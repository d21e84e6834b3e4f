//! Embedded configuration
//!
//! Falls back to built-in defaults if the embedded file cannot be used.

use defmt::*;

use cadence_core::config::{parse_config, ConfigError, ControllerConfig, ParseError};

/// Embedded default configuration (compiled into firmware)
/// Edit servo.toml and rebuild to customize
const EMBEDDED_CONFIG: &str = include_str!("../../servo.toml");

/// Configuration loading errors
#[derive(Debug, Clone, Copy)]
#[cfg_attr(feature = "defmt", derive(defmt::Format))]
pub enum LoadError {
    /// TOML parsing failed
    Parse(ParseError),
    /// Values the controller cannot use
    Invalid(ConfigError),
}

impl From<ParseError> for LoadError {
    fn from(e: ParseError) -> Self {
        LoadError::Parse(e)
    }
}

impl From<ConfigError> for LoadError {
    fn from(e: ConfigError) -> Self {
        LoadError::Invalid(e)
    }
}

/// Load the embedded configuration, or the defaults if it is unusable
pub fn load_config() -> ControllerConfig {
    match try_load(EMBEDDED_CONFIG) {
        Ok(config) => {
            info!("Loaded embedded configuration");
            log_config_summary(&config);
            config
        }
        Err(e) => {
            warn!("Embedded configuration rejected: {:?}, using defaults", e);
            ControllerConfig::default()
        }
    }
}

fn try_load(input: &str) -> Result<ControllerConfig, LoadError> {
    let config = parse_config(input)?;
    config.validate()?;
    Ok(config)
}

fn log_config_summary(config: &ControllerConfig) {
    info!(
        "Timing: jog {}ms/step, recipe {}ms/step, wait unit {}ms",
        config.timing.jog_step_ms, config.timing.recipe_step_ms, config.timing.wait_unit_ms
    );
    info!(
        "Calibration: period {}us, pulses {}",
        config.calibration.period_us, config.calibration.pulse_us
    );
    info!("Console: {} baud", config.console.baudrate);
}
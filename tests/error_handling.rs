//! Error propagation: every failure leaves the editor usable at its prior
//! valid state.

use yaml_splice::{EditError, Editor, Path, PathSegment, YamlValue};

#[test]
fn test_initial_parse_failure() {
    let result = Editor::new("a: 'unterminated\n");
    assert!(matches!(result, Err(EditError::Parse(_))));
}

#[test]
fn test_missing_key_is_path_error() {
    let mut editor = Editor::new("a: 1\n").unwrap();
    assert!(matches!(
        editor.remove(["missing"]),
        Err(EditError::Path(_))
    ));
    assert_eq!(editor.to_string(), "a: 1\n");
}

#[test]
fn test_index_out_of_range() {
    let mut editor = Editor::new("- a\n").unwrap();
    assert!(matches!(
        editor.update([5usize], "x"),
        Err(EditError::Path(_))
    ));
    assert!(matches!(editor.remove([5usize]), Err(EditError::Path(_))));
    assert!(matches!(
        editor.insert(Path::root(), 5, "x"),
        Err(EditError::Path(_))
    ));
}

#[test]
fn test_traversing_scalar_fails() {
    let editor = Editor::new("a: 1\n").unwrap();
    assert!(matches!(
        editor.parse_at(["a", "deeper"]),
        Err(EditError::Path(_))
    ));
}

#[test]
fn test_append_to_non_sequence_fails() {
    let mut editor = Editor::new("a: 1\n").unwrap();
    assert!(matches!(
        editor.append_to(["a"], "x"),
        Err(EditError::Path(_))
    ));
}

#[test]
fn test_alias_traversal_is_alias_error() {
    let mut editor = Editor::new("base: &b\n  x: 1\nref: *b\n").unwrap();
    assert!(matches!(
        editor.parse_at(["ref"]),
        Err(EditError::Alias(_))
    ));
    assert!(matches!(
        editor.update(["ref", "x"], 2),
        Err(EditError::Alias(_))
    ));
    // Editing around the alias still works.
    editor.update(["base", "x"], 2).unwrap();
    assert_eq!(editor.to_string(), "base: &b\n  x: 2\nref: *b\n");
}

#[test]
fn test_non_scalar_key_is_invalid_scalar() {
    let mut editor = Editor::new("a: 1\n").unwrap();
    let key = PathSegment::Key(YamlValue::sequence(vec![YamlValue::from(1)]));
    let result = editor.update(Path::from(vec![key]), "x");
    assert!(matches!(result, Err(EditError::InvalidScalar(_))));
}

#[test]
fn test_errors_do_not_disturb_state() {
    let source = "a: 1\nlist:\n  - x\n";
    let mut editor = Editor::new(source).unwrap();
    let _ = editor.remove(["nope"]);
    let _ = editor.update(["list", "9"], "x");
    let _ = editor.append_to(["a"], "x");
    assert_eq!(editor.to_string(), source);
    assert!(editor.edits().is_empty());

    editor.update(["a"], 2).unwrap();
    assert_eq!(editor.to_string(), "a: 2\nlist:\n  - x\n");
}

#[test]
fn test_remove_root_is_path_error() {
    let mut editor = Editor::new("a: 1\n").unwrap();
    assert!(matches!(
        editor.remove(Path::root()),
        Err(EditError::Path(_))
    ));
}

#[test]
fn test_splice_rejects_bad_range_without_changes() {
    let mut editor = Editor::new("items:\n  - a\n  - b\n").unwrap();
    let before = editor.to_string();
    assert!(editor
        .splice(["items"], 5, 1, vec![YamlValue::from("x")])
        .is_err());
    assert_eq!(editor.to_string(), before);
    assert!(editor.edits().is_empty());
}

#[test]
fn test_error_messages_render() {
    let err = Editor::new("a: 'oops\n").unwrap_err();
    assert!(err.to_string().contains("parse error"));

    let editor = Editor::new("a: 1\n").unwrap();
    let err = editor.parse_at(["b"]).unwrap_err();
    assert!(err.to_string().contains("path error"));
}
//! Raw-text scanners: line endings, indentation recovery, content-sensitive
//! node ends and the comment skipper the planners are built on.

use crate::error::EditError;
use crate::lex::SyntaxKind;
use crate::yaml::{node_span, Document, Entry, Mapping, Sequence, SyntaxNode};
use rowan::ast::AstNode;

/// The dominant line ending of a document: `"\r\n"` iff Windows line
/// endings strictly outnumber Unix ones, `"\n"` otherwise.
pub fn detect_line_ending(source: &str) -> &'static str {
    let bytes = source.as_bytes();
    let mut windows = 0usize;
    let mut unix = 0usize;
    for (i, b) in bytes.iter().enumerate() {
        if *b == b'\n' {
            if i > 0 && bytes[i - 1] == b'\r' {
                windows += 1;
            } else {
                unix += 1;
            }
        }
    }
    if windows > unix {
        "\r\n"
    } else {
        "\n"
    }
}

/// Column of the first byte of a node (bytes since the preceding newline).
pub fn node_column(source: &str, offset: usize) -> usize {
    let line_start = source[..offset].rfind('\n').map(|p| p + 1).unwrap_or(0);
    offset - line_start
}

/// The document's indentation step, probed from the first block collection
/// nested directly under the root collection. Defaults to 2 when the
/// document has no such collection; clamped to at least 1.
pub fn indent_step(source: &str, document: &Document) -> usize {
    let Some(root) = document.root_node() else {
        return 2;
    };
    let root_col = node_column(source, node_span(&root).0);

    let children: Vec<SyntaxNode> = match root.kind() {
        SyntaxKind::MAPPING => Mapping::cast(root.clone())
            .map(|m| m.entries().filter_map(|e| e.value_node()).collect())
            .unwrap_or_default(),
        SyntaxKind::SEQUENCE => Sequence::cast(root.clone())
            .map(|s| s.items().collect())
            .unwrap_or_default(),
        _ => Vec::new(),
    };

    for child in children {
        let is_block_collection = match child.kind() {
            SyntaxKind::MAPPING => !Mapping::cast(child.clone()).is_some_and(|m| m.is_flow()),
            SyntaxKind::SEQUENCE => !Sequence::cast(child.clone()).is_some_and(|s| s.is_flow()),
            _ => false,
        };
        if !is_block_collection {
            continue;
        }
        let col = node_column(source, node_span(&child).0);
        if col > root_col {
            return (col - root_col).max(1);
        }
    }
    2
}

/// Indentation of a block sequence, recovered from the raw text around the
/// start offset of its last element: the nearest `-` behind the element,
/// measured from the nearest line break before that.
pub fn block_list_indent(source: &str, last_elem_start: usize) -> Result<usize, EditError> {
    let hyphen = source[..last_elem_start]
        .rfind('-')
        .ok_or(EditError::EmptyBlockIndent)?;
    if hyphen == 0 {
        return Ok(0);
    }
    match source[..hyphen].rfind('\n') {
        Some(newline) => Ok(hyphen - newline - 1),
        None => Ok(hyphen),
    }
}

/// Indentation of a block mapping, recovered from the start offset of its
/// last key. A `?` complex-key marker on the same line takes precedence
/// over the key itself.
pub fn block_map_indent(source: &str, last_key_start: usize) -> Result<usize, EditError> {
    let line_start = source[..last_key_start]
        .rfind('\n')
        .map(|p| p + 1)
        .unwrap_or(0);
    if let Some(q) = source[line_start..last_key_start].find('?') {
        return Ok(q);
    }
    Ok(last_key_start - line_start)
}

/// The offset just past the last semantically meaningful byte of a node.
/// Block collections recurse into their last child; flow collections and
/// scalars end at their span.
pub fn content_end(node: &SyntaxNode) -> usize {
    match node.kind() {
        SyntaxKind::SEQUENCE => {
            let seq = Sequence::cast(node.clone()).expect("kind checked");
            if seq.is_flow() {
                return node_span(node).1;
            }
            match seq.items().last() {
                Some(last) => content_end(&last),
                None => node_span(node).1,
            }
        }
        SyntaxKind::MAPPING => {
            let map = Mapping::cast(node.clone()).expect("kind checked");
            if map.is_flow() {
                return node_span(node).1;
            }
            match map.entries().last() {
                Some(entry) => entry_content_end(&entry),
                None => node_span(node).1,
            }
        }
        _ => node_span(node).1,
    }
}

/// Content end of a mapping entry: its value's content end, or just past
/// the `:` when the entry has no written value.
pub fn entry_content_end(entry: &Entry) -> usize {
    match entry.value_node() {
        Some(value) => {
            let (start, end) = node_span(&value);
            if end > start {
                content_end(&value)
            } else {
                // Zero-length value: the span already sits just past the ':'.
                start
            }
        }
        None => node_span(entry.syntax()).1,
    }
}

/// Skip-and-extract comment scanner.
///
/// With `end` given, collects the `#…` parts of every line in
/// `source[start..end]` and returns `end` unchanged.
///
/// Without `end`, advances a cursor from `start`:
/// * lazy (`greedy == false`): skips inline spaces and comment lines, and
///   stops just past the first line break not preceded by a comment;
/// * greedy (`greedy == true`): skips all whitespace, line breaks and
///   comments until EOF or the next non-whitespace, non-comment character
///   (deliberately consuming a following sibling's leading indent, which
///   the planners reclaim).
///
/// Both modes collect every comment seen.
pub fn skip_comments(
    source: &str,
    start: usize,
    end: Option<usize>,
    greedy: bool,
) -> (usize, Vec<String>) {
    if let Some(end) = end {
        let end = end.min(source.len());
        let mut comments = Vec::new();
        for line in source[start.min(end)..end].lines() {
            if let Some(pos) = find_comment_start(line) {
                comments.push(line[pos..].trim_end().to_string());
            }
        }
        return (end, comments);
    }

    let bytes = source.as_bytes();
    let len = source.len();
    let mut comments = Vec::new();
    let mut i = start.min(len);

    loop {
        while i < len && (bytes[i] == b' ' || bytes[i] == b'\t') {
            i += 1;
        }
        if i >= len {
            return (i, comments);
        }
        match bytes[i] {
            b'#' => {
                let eol = source[i..]
                    .find(['\n', '\r'])
                    .map(|p| i + p)
                    .unwrap_or(len);
                comments.push(source[i..eol].to_string());
                i = eol;
                // Consume the break terminating the comment line.
                i += line_break_len(bytes, i);
            }
            b'\n' | b'\r' => {
                let brk = line_break_len(bytes, i);
                i += brk;
                if !greedy {
                    return (i, comments);
                }
            }
            _ => return (i, comments),
        }
    }
}

fn line_break_len(bytes: &[u8], i: usize) -> usize {
    match bytes.get(i) {
        Some(b'\n') => 1,
        Some(b'\r') => {
            if bytes.get(i + 1) == Some(&b'\n') {
                2
            } else {
                1
            }
        }
        _ => 0,
    }
}

/// Where a comment starts on `line`, honoring the rule that `#` only opens
/// a comment at the line start or after whitespace.
fn find_comment_start(line: &str) -> Option<usize> {
    let bytes = line.as_bytes();
    for (i, b) in bytes.iter().enumerate() {
        if *b == b'#' && (i == 0 || bytes[i - 1] == b' ' || bytes[i - 1] == b'\t') {
            return Some(i);
        }
    }
    None
}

* * *

__Requirement__:
Copy all lines from the material that contain "impl".

__Finished exercise__:
impl From<ParseError> for LoadError {
impl From<ConfigError> for LoadError {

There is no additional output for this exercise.